In recent years, organoids – miniaturized, simplified versions of organs and tissues that are grown in vitro – have emerged as a powerful model of bona fide organogenesis. They can be derived from one or a few adult or embryonic tissue cells, embryonic stem cells (ESCs) or induced pluripotent stem cells (iPSCs), which are cultured in three dimensions and can self-organize in vitro owing to their self-renewal and differentiation capacities (Eiraku et al., 2011; Fatehullah et al., 2016; Greggio et al., 2013; Lancaster et al., 2013; Sato et al., 2009; Spence et al., 2011; Takasato et al., 2015). As with their in vivo counterparts, organoids contain multiple cell types organized in structures that resemble the organ of interest and exhibit some of the organ function. Many different types of organoids have been generated, including cerebral, intestinal, kidney and pancreatic organoids (for a review see Huch and Koo, 2015).

From the physicist's perspective, the use of organoids for understanding organogenesis offers several advantages over traditional two-dimensional (2D) culture systems.

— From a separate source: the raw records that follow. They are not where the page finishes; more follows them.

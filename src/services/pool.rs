use futures::FutureExt;
use std::any::Any;
use std::panic::AssertUnwindSafe;
use std::sync::Arc;
use std::time::{Duration, Instant};
use tokio::sync::{watch, Semaphore};

use crate::db::{StoreError, TaskStore};
use crate::models::task::{TaskKind, TaskOutcome, TaskStatus};
use crate::services::handlers::TaskHandler;
use crate::services::queue::{Delivery, QueueError, TaskQueue};
use crate::services::reporter::StatusReporter;

pub const EXHAUSTED_MESSAGE: &str = "delivery attempts exhausted";

const REPORT_ATTEMPTS: u32 = 3;
const REPORT_BACKOFF: Duration = Duration::from_millis(250);

#[derive(Debug, Clone, Copy)]
pub struct PoolSettings {
    pub concurrency: usize,
    pub max_delivery_attempts: i32,
    pub poll_interval: Duration,
}

/// Fixed-size pool of consumers for one task kind.
///
/// A permit is taken before dequeueing and held until the delivery is
/// acknowledged, so at most `concurrency` executions of this kind are live at
/// any moment.
pub struct WorkerPool {
    kind: TaskKind,
    settings: PoolSettings,
    queue: Arc<dyn TaskQueue>,
    store: Arc<dyn TaskStore>,
    reporter: StatusReporter,
    handler: Arc<dyn TaskHandler>,
    permits: Arc<Semaphore>,
}

impl WorkerPool {
    pub fn new(
        settings: PoolSettings,
        queue: Arc<dyn TaskQueue>,
        store: Arc<dyn TaskStore>,
        reporter: StatusReporter,
        handler: Arc<dyn TaskHandler>,
    ) -> Self {
        let settings = PoolSettings {
            concurrency: settings.concurrency.max(1),
            ..settings
        };
        Self {
            kind: handler.kind(),
            permits: Arc::new(Semaphore::new(settings.concurrency)),
            settings,
            queue,
            store,
            reporter,
            handler,
        }
    }

    pub fn kind(&self) -> TaskKind {
        self.kind
    }

    /// Consume the queue until `shutdown` flips to true, then wait for
    /// in-flight executions to finish.
    pub async fn run(self: Arc<Self>, mut shutdown: watch::Receiver<bool>) {
        tracing::info!(
            kind = %self.kind,
            concurrency = self.settings.concurrency,
            "Worker pool started"
        );

        loop {
            if *shutdown.borrow() {
                break;
            }

            let permit = tokio::select! {
                permit = Arc::clone(&self.permits).acquire_owned() => match permit {
                    Ok(permit) => permit,
                    Err(_) => break,
                },
                _ = shutdown.changed() => break,
            };

            match self.queue.dequeue(self.kind).await {
                Ok(Some(delivery)) => {
                    let pool = Arc::clone(&self);
                    tokio::spawn(async move {
                        let task_id = delivery.task.task_id;
                        if let Err(e) = pool.process(delivery).await {
                            tracing::error!(
                                task_id = %task_id,
                                kind = %pool.kind,
                                error = %e,
                                "Delivery not settled"
                            );
                            // Back off before this slot dequeues again.
                            tokio::time::sleep(pool.settings.poll_interval).await;
                        }
                        drop(permit);
                    });
                }
                Ok(None) => {
                    drop(permit);
                    self.record_depth().await;
                    tracing::trace!(kind = %self.kind, "No tasks available, sleeping");
                    self.idle(&mut shutdown).await;
                }
                Err(e) => {
                    drop(permit);
                    tracing::error!(kind = %self.kind, error = %e, "Dequeue failed, will retry");
                    self.idle(&mut shutdown).await;
                }
            }
        }

        // Wait for in-flight executions by taking every permit back.
        let _ = self
            .permits
            .acquire_many(self.settings.concurrency as u32)
            .await;
        tracing::info!(kind = %self.kind, "Worker pool stopped");
    }

    async fn idle(&self, shutdown: &mut watch::Receiver<bool>) {
        tokio::select! {
            _ = tokio::time::sleep(self.settings.poll_interval) => {}
            _ = shutdown.changed() => {}
        }
    }

    async fn record_depth(&self) {
        if let Ok(depth) = self.queue.queue_depth(self.kind).await {
            metrics::gauge!("automation_queue_depth", "kind" => self.kind.as_str()).set(depth as f64);
        }
    }

    /// Run one delivery to a recorded outcome, then acknowledge it.
    ///
    /// The delivery is only acknowledged once its outcome is stored. If the
    /// store stays unavailable the delivery is put back on the pending lane
    /// and the error is returned.
    pub async fn process(&self, delivery: Delivery) -> Result<(), PoolError> {
        match self.settle(&delivery).await {
            Ok(()) => Ok(()),
            Err(e) => {
                self.queue.requeue(&delivery).await?;
                tracing::warn!(
                    task_id = %delivery.task.task_id,
                    kind = %self.kind,
                    error = %e,
                    "Delivery returned to pending"
                );
                Err(e)
            }
        }
    }

    async fn settle(&self, delivery: &Delivery) -> Result<(), PoolError> {
        let task_id = delivery.task.task_id;

        let Some(attempts) = self.store.claim(task_id).await? else {
            tracing::info!(task_id = %task_id, kind = %self.kind, "Task terminal or unknown, skipping delivery");
            self.queue.ack(delivery).await?;
            return Ok(());
        };

        tracing::info!(
            task_id = %task_id,
            kind = %self.kind,
            attempt = attempts,
            target = %delivery.task.payload.target(),
            "Processing task"
        );

        let outcome = if attempts > self.settings.max_delivery_attempts {
            tracing::warn!(
                task_id = %task_id,
                attempts,
                max = self.settings.max_delivery_attempts,
                "Delivery attempts exhausted"
            );
            TaskOutcome::failed(Vec::new(), EXHAUSTED_MESSAGE)
        } else {
            metrics::counter!("automation_tasks_started", "kind" => self.kind.as_str()).increment(1);
            self.execute(delivery).await
        };

        self.report(delivery, &outcome).await?;

        match outcome.status {
            TaskStatus::Failed => {
                metrics::counter!("automation_tasks_failed", "kind" => self.kind.as_str()).increment(1);
                tracing::warn!(
                    task_id = %task_id,
                    error = outcome.error.as_deref().unwrap_or_default(),
                    "Task failed"
                );
            }
            _ => {
                metrics::counter!("automation_tasks_completed", "kind" => self.kind.as_str()).increment(1);
                tracing::info!(task_id = %task_id, manual_review = outcome.requires_manual_review, "Task completed");
            }
        }

        self.queue.ack(delivery).await?;
        Ok(())
    }

    /// Record the outcome, retrying with doubling backoff while the store is
    /// unavailable.
    async fn report(&self, delivery: &Delivery, outcome: &TaskOutcome) -> Result<(), StoreError> {
        let mut backoff = REPORT_BACKOFF;
        let mut attempt = 1;
        loop {
            match self.reporter.report(&delivery.task, outcome).await {
                Ok(_) => return Ok(()),
                Err(e) if attempt < REPORT_ATTEMPTS => {
                    tracing::warn!(
                        task_id = %delivery.task.task_id,
                        attempt,
                        error = %e,
                        "Recording outcome failed, retrying"
                    );
                    tokio::time::sleep(backoff).await;
                    backoff *= 2;
                    attempt += 1;
                }
                Err(e) => return Err(e),
            }
        }
    }

    async fn execute(&self, delivery: &Delivery) -> TaskOutcome {
        let start = Instant::now();
        let outcome = match AssertUnwindSafe(self.handler.handle(&delivery.task))
            .catch_unwind()
            .await
        {
            Ok(outcome) => outcome,
            Err(panic) => {
                let message = panic_message(panic.as_ref());
                tracing::error!(task_id = %delivery.task.task_id, panic = %message, "Task handler panicked");
                TaskOutcome::failed(Vec::new(), format!("unexpected fault: {message}"))
            }
        };
        metrics::histogram!("automation_task_seconds", "kind" => self.kind.as_str())
            .record(start.elapsed().as_secs_f64());
        outcome
    }
}

fn panic_message(panic: &(dyn Any + Send)) -> String {
    if let Some(s) = panic.downcast_ref::<&str>() {
        s.to_string()
    } else if let Some(s) = panic.downcast_ref::<String>() {
        s.clone()
    } else {
        "panic".to_string()
    }
}

#[derive(Debug, thiserror::Error)]
pub enum PoolError {
    #[error(transparent)]
    Store(#[from] StoreError),

    #[error(transparent)]
    Queue(#[from] QueueError),
}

The fact that some organoids can be initiated from very low numbers of cells makes them most suitable for a physicist to quantitatively define the initial state of the system and the subsequent interactions. Unlike organs in model organisms, organoids are free from the influence of other cells or signals in the body. The culture medium can be designed and modified to either maintain the progenitor – or stem cells – in their initial state or enable scenarios in which a subset of progenitors expands while others differentiate, thereby mimicking the system of a developing embryo (Greggio et al., 2013). The culture medium for growing organoids is relatively simple and well defined compared with the corresponding in vivo milieu. That said, the frequent use of serum or Matrigel in growing organoids introduces complexity and batch-to-batch variation. Being in vitro systems, organoids often facilitate continuous observation, including imaging, yielding high temporal resolution in the observation of self-organization steps. As compared with traditional 2D in vitro culture, organoid conditions enable the maintenance and expansion of many more primary cell types, including stem and progenitor cells, without feeders. Moreover, the 3D growth environment provides the cells with more degrees of freedom. In a successful organoid setup, the group of cells recapitulates many aspects of in vivo differentiation – some proliferating, polarizing, adhering to chosen neighbors and forming tubes, pits, bulges or folds.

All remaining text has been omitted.